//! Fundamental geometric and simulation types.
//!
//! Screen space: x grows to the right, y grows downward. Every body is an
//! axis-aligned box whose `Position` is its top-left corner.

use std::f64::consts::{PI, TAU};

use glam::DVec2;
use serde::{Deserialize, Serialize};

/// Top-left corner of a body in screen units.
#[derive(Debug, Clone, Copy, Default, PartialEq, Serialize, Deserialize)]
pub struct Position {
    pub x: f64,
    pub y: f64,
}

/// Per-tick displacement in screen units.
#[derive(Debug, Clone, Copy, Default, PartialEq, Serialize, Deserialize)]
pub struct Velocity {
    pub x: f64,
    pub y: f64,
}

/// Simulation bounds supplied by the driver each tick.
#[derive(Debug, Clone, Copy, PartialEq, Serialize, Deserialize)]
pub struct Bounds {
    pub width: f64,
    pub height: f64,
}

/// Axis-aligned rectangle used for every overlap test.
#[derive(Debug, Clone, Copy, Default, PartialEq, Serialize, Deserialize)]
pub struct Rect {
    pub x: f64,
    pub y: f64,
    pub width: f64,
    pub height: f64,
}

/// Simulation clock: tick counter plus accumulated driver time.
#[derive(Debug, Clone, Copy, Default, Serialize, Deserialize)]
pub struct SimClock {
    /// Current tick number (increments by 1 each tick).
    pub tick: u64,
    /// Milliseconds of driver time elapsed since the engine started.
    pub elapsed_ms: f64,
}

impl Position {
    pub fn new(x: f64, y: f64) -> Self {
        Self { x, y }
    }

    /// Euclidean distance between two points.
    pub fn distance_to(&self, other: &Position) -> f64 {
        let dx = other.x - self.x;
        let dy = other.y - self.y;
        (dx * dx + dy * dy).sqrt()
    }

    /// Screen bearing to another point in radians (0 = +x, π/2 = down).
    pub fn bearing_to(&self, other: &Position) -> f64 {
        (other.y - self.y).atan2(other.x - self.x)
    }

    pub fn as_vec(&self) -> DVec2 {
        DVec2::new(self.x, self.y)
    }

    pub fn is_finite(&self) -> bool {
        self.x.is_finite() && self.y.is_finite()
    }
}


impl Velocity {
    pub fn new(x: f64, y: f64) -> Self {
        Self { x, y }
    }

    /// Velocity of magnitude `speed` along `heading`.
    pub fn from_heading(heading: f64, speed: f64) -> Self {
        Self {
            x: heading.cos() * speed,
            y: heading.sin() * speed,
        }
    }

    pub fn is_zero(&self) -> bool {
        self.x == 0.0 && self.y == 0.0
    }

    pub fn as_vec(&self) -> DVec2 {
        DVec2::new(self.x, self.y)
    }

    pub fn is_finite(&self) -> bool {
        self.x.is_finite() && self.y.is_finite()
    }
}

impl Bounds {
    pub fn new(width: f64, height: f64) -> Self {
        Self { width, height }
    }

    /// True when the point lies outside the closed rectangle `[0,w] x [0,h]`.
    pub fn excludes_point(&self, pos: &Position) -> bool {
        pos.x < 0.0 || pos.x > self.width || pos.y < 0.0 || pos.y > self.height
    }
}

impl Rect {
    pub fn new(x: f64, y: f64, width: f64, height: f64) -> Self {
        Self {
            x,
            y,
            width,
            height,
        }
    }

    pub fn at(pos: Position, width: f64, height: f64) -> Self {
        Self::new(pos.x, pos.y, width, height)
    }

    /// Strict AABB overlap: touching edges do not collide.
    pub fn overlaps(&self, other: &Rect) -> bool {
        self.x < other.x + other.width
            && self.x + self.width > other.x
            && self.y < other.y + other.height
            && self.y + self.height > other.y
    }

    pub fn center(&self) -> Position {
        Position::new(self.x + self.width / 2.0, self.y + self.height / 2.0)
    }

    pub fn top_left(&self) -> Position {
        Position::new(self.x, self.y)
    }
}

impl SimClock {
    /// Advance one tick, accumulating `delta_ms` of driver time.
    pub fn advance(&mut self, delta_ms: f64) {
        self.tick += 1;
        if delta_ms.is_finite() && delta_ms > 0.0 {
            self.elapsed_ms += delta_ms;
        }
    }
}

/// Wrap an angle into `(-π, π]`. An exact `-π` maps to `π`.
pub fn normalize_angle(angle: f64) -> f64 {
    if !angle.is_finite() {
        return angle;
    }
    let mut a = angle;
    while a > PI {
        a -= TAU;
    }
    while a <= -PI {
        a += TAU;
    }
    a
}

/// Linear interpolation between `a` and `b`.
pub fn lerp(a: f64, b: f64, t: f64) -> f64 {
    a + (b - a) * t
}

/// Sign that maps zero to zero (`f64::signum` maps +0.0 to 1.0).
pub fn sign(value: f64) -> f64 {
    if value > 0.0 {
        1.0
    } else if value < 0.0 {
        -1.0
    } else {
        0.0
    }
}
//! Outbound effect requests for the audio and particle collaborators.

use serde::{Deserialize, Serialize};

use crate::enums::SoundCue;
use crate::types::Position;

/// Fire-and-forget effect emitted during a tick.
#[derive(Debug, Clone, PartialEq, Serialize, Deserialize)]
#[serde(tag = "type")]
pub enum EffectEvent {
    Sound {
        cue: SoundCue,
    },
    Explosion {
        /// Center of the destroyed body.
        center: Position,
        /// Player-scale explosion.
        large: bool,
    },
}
● ● ●
Repeat every record exactly as written, please.

//! Fundamental geometric and simulation types.
//!
//! Screen space: x grows to the right, y grows downward. Every body is an
//! axis-aligned box whose `Position` is its top-left corner.

use std::f64::consts::{PI, TAU};

use glam::DVec2;
use serde::{Deserialize, Serialize};

/// Top-left corner of a body in screen units.
#[derive(Debug, Clone, Copy, Default, PartialEq, Serialize, Deserialize)]
pub struct Position {
    pub x: f64,
    pub y: f64,
}

/// Per-tick displacement in screen units.
#[derive(Debug, Clone, Copy, Default, PartialEq, Serialize, Deserialize)]
pub struct Velocity {
    pub x: f64,
    pub y: f64,
}

/// Simulation bounds supplied by the driver each tick.
#[derive(Debug, Clone, Copy, PartialEq, Serialize, Deserialize)]
pub struct Bounds {
    pub width: f64,
    pub height: f64,
}

/// Axis-aligned rectangle used for every overlap test.
#[derive(Debug, Clone, Copy, Default, PartialEq, Serialize, Deserialize)]
pub struct Rect {
    pub x: f64,
    pub y: f64,
    pub width: f64,
    pub height: f64,
}

/// Simulation clock: tick counter plus accumulated driver time.
#[derive(Debug, Clone, Copy, Default, Serialize, Deserialize)]
pub struct SimClock {
    /// Current tick number (increments by 1 each tick).
    pub tick: u64,
    /// Milliseconds of driver time elapsed since the engine started.
    pub elapsed_ms: f64,
}

impl Position {
    pub fn new(x: f64, y: f64) -> Self {
        Self { x, y }
    }

    /// Euclidean distance between two points.
    pub fn distance_to(&self, other: &Position) -> f64 {
        let dx = other.x - self.x;
        let dy = other.y - self.y;
        (dx * dx + dy * dy).sqrt()
    }

    /// Screen bearing to another point in radians (0 = +x, π/2 = down).
    pub fn bearing_to(&self, other: &Position) -> f64 {
        (other.y - self.y).atan2(other.x - self.x)
    }

    pub fn as_vec(&self) -> DVec2 {
        DVec2::new(self.x, self.y)
    }

    pub fn is_finite(&self) -> bool {
        self.x.is_finite() && self.y.is_finite()
    }
}


impl Velocity {
    pub fn new(x: f64, y: f64) -> Self {
        Self { x, y }
    }

    /// Velocity of magnitude `speed` along `heading`.
    pub fn from_heading(heading: f64, speed: f64) -> Self {
        Self {
            x: heading.cos() * speed,
            y: heading.sin() * speed,
        }
    }

    pub fn is_zero(&self) -> bool {
        self.x == 0.0 && self.y == 0.0
    }

    pub fn as_vec(&self) -> DVec2 {
        DVec2::new(self.x, self.y)
    }

    pub fn is_finite(&self) -> bool {
        self.x.is_finite() && self.y.is_finite()
    }
}

impl Bounds {
    pub fn new(width: f64, height: f64) -> Self {
        Self { width, height }
    }

    /// True when the point lies outside the closed rectangle `[0,w] x [0,h]`.
    pub fn excludes_point(&self, pos: &Position) -> bool {
        pos.x < 0.0 || pos.x > self.width || pos.y < 0.0 || pos.y > self.height
    }
}

impl Rect {
    pub fn new(x: f64, y: f64, width: f64, height: f64) -> Self {
        Self {
            x,
            y,
            width,
            height,
        }
    }

    pub fn at(pos: Position, width: f64, height: f64) -> Self {
        Self::new(pos.x, pos.y, width, height)
    }

    /// Strict AABB overlap: touching edges do not collide.
    pub fn overlaps(&self, other: &Rect) -> bool {
        self.x < other.x + other.width
            && self.x + self.width > other.x
            && self.y < other.y + other.height
            && self.y + self.height > other.y
    }

    pub fn center(&self) -> Position {
        Position::new(self.x + self.width / 2.0, self.y + self.height / 2.0)
    }

    pub fn top_left(&self) -> Position {
        Position::new(self.x, self.y)
    }
}

impl SimClock {
    /// Advance one tick, accumulating `delta_ms` of driver time.
    pub fn advance(&mut self, delta_ms: f64) {
        self.tick += 1;
        if delta_ms.is_finite() && delta_ms > 0.0 {
            self.elapsed_ms += delta_ms;
        }
    }
}

/// Wrap an angle into `(-π, π]`. An exact `-π` maps to `π`.
pub fn normalize_angle(angle: f64) -> f64 {
    if !angle.is_finite() {
        return angle;
    }
    let mut a = angle;
    while a > PI {
        a -= TAU;
    }
    while a <= -PI {
        a += TAU;
    }
    a
}

/// Linear interpolation between `a` and `b`.
pub fn lerp(a: f64, b: f64, t: f64) -> f64 {
    a + (b - a) * t
}

/// Sign that maps zero to zero (`f64::signum` maps +0.0 to 1.0).
pub fn sign(value: f64) -> f64 {
    if value > 0.0 {
        1.0
    } else if value < 0.0 {
        -1.0
    } else {
        0.0
    }
}
//! Outbound effect requests for the audio and particle collaborators.

use serde::{Deserialize, Serialize};

use crate::enums::SoundCue;
use crate::types::Position;

/// Fire-and-forget effect emitted during a tick.
#[derive(Debug, Clone, PartialEq, Serialize, Deserialize)]
#[serde(tag = "type")]
pub enum EffectEvent {
    Sound {
        cue: SoundCue,
    },
    Explosion {
        /// Center of the destroyed body.
        center: Position,
        /// Player-scale explosion.
        large: bool,
    },
}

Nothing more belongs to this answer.